● **Your objective**: Answer with a single number: the count of lines below that hold "back".

::::::::::

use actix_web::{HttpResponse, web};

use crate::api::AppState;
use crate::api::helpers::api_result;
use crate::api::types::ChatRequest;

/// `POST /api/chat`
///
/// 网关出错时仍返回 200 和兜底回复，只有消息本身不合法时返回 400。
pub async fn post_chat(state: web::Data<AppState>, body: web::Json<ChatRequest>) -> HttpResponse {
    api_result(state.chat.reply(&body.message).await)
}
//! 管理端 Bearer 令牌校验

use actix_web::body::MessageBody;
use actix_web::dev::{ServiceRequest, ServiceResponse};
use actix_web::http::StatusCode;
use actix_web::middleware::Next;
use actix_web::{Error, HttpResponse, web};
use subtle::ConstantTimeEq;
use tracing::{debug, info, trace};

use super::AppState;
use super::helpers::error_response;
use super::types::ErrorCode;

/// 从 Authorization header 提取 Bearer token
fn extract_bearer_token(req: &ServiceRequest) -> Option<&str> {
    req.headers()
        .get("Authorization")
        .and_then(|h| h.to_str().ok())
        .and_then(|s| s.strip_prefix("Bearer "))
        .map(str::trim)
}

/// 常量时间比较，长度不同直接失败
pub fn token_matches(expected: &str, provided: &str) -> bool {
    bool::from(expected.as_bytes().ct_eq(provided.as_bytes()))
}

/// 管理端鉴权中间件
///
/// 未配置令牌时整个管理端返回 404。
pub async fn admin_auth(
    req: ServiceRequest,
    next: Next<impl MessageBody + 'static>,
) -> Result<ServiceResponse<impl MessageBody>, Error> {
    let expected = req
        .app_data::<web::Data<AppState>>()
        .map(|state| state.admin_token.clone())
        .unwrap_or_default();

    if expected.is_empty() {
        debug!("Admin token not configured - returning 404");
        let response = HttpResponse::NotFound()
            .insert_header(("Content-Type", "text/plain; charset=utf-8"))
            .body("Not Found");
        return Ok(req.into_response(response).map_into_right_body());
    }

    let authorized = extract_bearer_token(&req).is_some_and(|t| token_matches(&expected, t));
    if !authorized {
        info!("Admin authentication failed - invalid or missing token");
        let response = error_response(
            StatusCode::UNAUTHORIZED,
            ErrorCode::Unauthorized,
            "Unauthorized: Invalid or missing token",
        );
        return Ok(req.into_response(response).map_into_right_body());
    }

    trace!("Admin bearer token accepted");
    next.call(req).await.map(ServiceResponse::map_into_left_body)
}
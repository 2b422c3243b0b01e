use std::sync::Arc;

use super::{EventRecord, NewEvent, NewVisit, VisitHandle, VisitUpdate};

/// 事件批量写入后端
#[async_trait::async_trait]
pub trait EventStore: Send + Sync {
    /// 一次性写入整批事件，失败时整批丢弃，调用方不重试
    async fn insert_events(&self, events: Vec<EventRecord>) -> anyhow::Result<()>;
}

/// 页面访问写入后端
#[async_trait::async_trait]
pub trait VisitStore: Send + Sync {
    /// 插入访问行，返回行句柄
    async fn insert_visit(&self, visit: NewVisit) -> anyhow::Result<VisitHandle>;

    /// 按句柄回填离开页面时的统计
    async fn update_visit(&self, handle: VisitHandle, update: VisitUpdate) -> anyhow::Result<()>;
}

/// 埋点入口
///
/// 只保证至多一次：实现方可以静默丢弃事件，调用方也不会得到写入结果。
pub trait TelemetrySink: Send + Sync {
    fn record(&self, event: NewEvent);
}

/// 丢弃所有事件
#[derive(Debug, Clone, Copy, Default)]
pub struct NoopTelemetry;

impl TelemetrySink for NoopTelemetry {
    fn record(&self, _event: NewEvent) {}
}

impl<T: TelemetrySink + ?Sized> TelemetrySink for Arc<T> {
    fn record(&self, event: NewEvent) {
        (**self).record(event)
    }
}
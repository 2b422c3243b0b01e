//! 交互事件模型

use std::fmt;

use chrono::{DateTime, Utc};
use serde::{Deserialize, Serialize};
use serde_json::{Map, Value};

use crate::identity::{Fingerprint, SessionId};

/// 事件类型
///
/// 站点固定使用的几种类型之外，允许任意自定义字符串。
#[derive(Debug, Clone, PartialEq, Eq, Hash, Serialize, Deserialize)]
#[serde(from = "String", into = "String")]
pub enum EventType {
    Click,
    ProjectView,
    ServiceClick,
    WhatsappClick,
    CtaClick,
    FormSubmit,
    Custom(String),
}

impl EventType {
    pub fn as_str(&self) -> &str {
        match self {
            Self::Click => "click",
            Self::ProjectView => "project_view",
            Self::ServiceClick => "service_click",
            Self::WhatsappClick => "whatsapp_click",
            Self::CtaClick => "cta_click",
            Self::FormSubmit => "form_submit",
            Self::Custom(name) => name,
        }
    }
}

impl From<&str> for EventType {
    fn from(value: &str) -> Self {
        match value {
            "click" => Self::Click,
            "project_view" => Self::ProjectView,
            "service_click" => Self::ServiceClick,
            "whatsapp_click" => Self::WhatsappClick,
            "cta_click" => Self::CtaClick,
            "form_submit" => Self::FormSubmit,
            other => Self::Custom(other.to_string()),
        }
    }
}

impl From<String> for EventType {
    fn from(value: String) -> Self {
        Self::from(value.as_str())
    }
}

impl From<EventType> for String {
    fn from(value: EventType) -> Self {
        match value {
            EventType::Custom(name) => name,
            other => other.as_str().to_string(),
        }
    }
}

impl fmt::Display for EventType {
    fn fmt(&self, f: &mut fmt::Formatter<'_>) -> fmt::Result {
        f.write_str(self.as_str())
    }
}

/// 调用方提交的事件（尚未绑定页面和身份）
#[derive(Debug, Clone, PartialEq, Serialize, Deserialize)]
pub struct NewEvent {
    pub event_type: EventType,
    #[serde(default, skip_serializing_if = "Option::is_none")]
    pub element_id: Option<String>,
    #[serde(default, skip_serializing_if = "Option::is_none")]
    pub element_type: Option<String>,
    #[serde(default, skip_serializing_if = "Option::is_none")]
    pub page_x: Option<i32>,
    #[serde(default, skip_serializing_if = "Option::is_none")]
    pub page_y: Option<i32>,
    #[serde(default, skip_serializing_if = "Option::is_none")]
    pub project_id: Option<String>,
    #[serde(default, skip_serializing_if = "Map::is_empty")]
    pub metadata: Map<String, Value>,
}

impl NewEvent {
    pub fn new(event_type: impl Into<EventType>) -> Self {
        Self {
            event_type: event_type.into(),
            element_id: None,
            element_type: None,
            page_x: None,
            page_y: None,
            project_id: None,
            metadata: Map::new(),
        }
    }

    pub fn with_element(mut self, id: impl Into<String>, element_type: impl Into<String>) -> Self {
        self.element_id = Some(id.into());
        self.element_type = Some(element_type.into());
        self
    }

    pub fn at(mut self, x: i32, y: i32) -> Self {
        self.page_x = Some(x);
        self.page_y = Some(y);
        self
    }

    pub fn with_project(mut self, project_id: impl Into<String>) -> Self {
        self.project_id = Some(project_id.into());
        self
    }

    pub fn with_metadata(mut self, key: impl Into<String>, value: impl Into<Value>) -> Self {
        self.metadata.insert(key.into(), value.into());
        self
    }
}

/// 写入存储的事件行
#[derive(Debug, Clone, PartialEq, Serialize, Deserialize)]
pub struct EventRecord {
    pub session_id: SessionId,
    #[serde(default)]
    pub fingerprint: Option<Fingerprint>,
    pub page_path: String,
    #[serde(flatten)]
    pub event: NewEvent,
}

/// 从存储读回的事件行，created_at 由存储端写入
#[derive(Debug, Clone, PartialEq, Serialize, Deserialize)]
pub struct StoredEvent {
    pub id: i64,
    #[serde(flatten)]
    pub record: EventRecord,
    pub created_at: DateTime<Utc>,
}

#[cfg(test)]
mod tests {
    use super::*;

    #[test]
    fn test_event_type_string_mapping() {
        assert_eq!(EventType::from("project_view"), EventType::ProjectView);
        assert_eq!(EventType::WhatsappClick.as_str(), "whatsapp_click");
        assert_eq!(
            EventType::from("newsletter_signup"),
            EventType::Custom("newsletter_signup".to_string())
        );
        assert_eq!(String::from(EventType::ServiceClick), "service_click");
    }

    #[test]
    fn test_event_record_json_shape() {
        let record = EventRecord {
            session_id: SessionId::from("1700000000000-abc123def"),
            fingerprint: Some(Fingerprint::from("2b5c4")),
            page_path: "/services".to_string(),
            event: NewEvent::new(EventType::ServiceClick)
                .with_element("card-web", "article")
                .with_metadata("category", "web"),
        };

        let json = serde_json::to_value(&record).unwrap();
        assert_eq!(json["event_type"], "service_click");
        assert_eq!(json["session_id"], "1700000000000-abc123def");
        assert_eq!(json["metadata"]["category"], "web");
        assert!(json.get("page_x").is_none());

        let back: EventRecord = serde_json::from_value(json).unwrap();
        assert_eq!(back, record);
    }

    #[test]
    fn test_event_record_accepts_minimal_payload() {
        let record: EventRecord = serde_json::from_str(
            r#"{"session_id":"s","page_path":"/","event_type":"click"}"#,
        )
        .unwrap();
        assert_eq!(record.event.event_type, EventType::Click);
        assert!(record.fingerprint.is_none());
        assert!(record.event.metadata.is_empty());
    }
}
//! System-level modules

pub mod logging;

::::::::::

● **Your response**: 2